*** Opening of Exercise inputs ***

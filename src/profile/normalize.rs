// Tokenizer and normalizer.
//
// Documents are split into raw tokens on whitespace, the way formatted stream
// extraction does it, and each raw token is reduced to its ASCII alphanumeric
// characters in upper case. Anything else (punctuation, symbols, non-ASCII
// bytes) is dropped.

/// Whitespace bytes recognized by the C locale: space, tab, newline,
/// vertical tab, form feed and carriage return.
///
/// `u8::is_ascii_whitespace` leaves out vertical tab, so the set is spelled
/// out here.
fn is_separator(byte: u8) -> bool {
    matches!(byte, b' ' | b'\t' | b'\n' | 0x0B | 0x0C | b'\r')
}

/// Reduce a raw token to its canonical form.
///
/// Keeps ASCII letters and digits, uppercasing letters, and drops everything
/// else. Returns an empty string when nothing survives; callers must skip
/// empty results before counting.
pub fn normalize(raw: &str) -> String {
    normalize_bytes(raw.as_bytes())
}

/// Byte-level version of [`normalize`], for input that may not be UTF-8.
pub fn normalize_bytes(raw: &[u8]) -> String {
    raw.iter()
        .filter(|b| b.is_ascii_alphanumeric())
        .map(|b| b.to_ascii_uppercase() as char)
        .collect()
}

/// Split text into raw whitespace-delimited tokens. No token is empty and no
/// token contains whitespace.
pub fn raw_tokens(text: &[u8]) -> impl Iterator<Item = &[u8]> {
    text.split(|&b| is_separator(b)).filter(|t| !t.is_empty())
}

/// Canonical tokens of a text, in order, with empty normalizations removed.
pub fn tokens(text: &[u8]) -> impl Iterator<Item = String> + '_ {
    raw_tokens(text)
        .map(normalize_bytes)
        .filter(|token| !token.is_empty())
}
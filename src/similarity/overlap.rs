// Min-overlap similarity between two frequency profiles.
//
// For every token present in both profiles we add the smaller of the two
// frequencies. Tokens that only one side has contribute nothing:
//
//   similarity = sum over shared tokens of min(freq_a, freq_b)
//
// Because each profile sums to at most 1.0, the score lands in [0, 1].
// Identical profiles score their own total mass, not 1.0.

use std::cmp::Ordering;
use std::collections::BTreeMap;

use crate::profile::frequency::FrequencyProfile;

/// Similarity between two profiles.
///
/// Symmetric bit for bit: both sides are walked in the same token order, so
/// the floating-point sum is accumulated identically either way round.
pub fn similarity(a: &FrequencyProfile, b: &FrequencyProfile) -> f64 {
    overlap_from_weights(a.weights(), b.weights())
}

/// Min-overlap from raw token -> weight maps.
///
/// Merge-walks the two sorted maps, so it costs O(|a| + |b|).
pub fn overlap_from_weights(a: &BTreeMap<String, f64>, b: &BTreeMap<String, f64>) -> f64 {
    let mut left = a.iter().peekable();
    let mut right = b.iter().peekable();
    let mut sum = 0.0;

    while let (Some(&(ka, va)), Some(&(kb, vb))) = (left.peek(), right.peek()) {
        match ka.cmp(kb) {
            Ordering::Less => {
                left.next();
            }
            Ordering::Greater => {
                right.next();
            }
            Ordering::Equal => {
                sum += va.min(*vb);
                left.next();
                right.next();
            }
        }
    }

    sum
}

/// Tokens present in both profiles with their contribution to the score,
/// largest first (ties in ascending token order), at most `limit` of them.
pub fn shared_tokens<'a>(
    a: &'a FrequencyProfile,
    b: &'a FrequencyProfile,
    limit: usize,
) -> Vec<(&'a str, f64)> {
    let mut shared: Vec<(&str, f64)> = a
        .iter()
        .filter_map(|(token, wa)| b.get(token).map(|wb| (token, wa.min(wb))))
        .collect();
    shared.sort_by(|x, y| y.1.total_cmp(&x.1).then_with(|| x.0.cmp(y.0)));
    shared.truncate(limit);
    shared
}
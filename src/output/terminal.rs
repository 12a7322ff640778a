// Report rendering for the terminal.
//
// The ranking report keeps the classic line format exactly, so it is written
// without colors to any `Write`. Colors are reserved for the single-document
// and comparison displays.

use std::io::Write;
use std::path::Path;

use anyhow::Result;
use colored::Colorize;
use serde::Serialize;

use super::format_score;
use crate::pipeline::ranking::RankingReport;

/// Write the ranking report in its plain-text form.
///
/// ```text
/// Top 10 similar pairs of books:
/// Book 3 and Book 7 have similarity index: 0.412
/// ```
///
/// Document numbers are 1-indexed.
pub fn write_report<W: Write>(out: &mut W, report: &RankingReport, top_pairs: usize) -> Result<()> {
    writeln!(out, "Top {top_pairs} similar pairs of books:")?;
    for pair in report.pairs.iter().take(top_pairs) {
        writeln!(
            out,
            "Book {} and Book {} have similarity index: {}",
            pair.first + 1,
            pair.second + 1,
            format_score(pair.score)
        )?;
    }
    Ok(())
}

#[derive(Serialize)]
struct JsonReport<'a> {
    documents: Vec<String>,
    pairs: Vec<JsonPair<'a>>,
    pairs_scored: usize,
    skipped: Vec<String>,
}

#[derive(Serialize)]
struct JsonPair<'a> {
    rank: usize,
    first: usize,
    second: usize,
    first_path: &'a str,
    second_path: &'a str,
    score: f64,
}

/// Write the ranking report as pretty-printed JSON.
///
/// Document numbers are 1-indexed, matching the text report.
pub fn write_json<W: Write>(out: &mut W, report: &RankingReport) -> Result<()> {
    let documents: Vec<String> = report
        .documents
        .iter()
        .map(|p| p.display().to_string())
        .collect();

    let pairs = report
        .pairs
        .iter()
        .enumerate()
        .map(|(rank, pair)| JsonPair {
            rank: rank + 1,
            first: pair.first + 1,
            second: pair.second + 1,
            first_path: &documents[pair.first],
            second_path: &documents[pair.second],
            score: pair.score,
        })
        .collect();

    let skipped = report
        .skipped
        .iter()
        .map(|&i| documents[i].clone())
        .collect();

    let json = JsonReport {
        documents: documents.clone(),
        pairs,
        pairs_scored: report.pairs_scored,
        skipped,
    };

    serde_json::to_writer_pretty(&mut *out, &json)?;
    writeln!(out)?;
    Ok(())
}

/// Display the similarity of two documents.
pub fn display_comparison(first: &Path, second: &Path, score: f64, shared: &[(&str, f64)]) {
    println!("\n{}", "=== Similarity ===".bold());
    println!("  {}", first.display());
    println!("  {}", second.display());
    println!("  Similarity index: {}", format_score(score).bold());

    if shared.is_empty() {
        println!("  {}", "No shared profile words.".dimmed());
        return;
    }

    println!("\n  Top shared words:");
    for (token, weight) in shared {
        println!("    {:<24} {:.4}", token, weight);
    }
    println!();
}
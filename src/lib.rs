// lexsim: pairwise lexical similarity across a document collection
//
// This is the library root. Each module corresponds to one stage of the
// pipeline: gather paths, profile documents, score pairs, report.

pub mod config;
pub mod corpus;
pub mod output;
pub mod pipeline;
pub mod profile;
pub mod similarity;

*** Close of Exercise inputs ***
*** Opening of Exercise inputs ***

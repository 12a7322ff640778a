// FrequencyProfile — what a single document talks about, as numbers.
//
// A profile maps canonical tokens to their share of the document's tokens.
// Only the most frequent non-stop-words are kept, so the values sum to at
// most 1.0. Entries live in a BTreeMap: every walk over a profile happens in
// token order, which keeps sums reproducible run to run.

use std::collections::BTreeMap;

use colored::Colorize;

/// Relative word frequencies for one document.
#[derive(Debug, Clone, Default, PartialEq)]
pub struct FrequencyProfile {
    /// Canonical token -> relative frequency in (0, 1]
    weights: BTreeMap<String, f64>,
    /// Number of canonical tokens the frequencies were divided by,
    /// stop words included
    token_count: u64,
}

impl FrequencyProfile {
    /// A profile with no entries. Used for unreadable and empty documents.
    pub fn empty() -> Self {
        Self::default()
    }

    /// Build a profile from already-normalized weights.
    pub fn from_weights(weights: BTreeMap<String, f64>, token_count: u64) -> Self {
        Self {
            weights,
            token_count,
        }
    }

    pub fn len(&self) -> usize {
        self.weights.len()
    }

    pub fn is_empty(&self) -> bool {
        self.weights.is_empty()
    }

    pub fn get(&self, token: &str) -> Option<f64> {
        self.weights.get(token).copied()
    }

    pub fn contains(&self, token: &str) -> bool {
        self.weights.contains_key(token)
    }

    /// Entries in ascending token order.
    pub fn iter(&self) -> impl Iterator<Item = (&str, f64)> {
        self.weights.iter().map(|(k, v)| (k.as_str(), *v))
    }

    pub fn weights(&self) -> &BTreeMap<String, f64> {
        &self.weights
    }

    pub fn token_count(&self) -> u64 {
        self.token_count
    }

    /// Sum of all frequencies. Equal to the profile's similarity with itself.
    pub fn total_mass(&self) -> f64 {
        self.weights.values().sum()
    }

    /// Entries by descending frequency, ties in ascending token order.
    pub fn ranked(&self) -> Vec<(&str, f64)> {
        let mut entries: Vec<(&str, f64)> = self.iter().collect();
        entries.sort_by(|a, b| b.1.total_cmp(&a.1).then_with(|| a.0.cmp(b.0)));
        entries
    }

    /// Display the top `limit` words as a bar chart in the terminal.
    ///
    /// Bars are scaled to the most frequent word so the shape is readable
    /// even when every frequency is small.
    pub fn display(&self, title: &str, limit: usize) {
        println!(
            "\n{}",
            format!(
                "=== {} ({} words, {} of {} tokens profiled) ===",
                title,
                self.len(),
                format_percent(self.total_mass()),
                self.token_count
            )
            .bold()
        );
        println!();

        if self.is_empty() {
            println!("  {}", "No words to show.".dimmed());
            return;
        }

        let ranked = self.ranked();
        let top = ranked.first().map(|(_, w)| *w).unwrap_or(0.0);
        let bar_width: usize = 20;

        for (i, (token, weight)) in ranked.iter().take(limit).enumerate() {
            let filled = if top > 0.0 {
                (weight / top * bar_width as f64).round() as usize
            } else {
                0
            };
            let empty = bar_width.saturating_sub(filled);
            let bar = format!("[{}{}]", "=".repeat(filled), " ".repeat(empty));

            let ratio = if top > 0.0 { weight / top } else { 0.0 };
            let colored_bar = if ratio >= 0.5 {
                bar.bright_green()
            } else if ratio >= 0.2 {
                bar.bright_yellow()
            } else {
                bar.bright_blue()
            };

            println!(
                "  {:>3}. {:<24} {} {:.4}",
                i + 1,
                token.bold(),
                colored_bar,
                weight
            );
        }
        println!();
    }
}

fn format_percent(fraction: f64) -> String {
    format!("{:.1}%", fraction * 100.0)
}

*** Close of Exercise inputs ***
*** Opening of Exercise inputs ***

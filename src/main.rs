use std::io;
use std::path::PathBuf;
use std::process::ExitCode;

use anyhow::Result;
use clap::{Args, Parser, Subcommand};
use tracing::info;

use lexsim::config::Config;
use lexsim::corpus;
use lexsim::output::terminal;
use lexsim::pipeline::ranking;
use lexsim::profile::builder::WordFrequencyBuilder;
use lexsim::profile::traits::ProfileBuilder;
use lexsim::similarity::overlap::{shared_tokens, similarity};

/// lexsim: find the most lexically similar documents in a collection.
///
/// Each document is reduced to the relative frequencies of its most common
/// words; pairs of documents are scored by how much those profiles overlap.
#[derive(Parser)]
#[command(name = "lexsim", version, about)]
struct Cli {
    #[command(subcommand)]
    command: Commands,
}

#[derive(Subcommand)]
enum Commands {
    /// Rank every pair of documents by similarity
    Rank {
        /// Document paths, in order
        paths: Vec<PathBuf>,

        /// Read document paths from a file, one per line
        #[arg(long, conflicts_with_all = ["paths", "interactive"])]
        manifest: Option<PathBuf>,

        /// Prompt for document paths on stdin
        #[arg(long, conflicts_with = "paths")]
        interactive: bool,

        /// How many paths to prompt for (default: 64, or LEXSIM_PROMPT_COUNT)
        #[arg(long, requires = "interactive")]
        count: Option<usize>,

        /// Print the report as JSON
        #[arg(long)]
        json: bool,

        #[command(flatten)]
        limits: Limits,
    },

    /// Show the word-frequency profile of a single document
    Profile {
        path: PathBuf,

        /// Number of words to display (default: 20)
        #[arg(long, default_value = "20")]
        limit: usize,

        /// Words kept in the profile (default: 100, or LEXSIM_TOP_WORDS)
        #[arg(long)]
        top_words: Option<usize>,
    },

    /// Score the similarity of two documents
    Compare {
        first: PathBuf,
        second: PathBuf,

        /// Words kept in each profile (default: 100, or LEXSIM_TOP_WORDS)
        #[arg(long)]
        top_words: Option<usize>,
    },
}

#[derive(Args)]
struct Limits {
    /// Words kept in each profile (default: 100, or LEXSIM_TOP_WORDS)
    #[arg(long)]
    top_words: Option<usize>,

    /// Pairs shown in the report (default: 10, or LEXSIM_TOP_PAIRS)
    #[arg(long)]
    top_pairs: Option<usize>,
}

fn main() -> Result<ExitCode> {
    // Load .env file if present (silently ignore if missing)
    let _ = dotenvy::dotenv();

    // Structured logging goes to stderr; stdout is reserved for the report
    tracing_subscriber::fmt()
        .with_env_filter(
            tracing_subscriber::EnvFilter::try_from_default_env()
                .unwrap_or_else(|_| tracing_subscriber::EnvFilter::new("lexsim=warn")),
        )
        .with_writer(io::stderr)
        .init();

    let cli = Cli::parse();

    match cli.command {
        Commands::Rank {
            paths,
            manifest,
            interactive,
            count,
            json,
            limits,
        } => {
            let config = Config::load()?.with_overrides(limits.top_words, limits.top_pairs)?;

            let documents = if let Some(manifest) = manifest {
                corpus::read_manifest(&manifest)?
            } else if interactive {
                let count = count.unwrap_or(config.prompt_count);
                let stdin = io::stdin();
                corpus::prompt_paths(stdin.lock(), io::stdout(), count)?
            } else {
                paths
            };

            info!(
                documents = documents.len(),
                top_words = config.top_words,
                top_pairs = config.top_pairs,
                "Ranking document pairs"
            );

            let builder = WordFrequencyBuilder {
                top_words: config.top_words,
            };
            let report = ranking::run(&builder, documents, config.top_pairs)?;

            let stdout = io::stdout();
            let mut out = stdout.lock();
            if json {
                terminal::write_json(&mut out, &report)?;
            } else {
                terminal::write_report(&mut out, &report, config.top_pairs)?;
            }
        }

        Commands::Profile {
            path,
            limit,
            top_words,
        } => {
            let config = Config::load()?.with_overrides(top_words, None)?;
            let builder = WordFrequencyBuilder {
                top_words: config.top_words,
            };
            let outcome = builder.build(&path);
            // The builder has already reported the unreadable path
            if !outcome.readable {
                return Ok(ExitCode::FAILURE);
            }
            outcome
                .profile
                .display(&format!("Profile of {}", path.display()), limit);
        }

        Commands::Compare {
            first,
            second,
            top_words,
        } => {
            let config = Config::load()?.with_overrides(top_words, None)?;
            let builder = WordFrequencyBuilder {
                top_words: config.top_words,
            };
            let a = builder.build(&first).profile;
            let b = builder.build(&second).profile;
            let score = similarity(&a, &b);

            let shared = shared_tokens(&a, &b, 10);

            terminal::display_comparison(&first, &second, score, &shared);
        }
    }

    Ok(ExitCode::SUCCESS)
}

*** Close of Exercise inputs ***

Exercise: Looking back over the listing above, how many lines include the word "present"? Give the number and nothing more.

Solution to this task: 3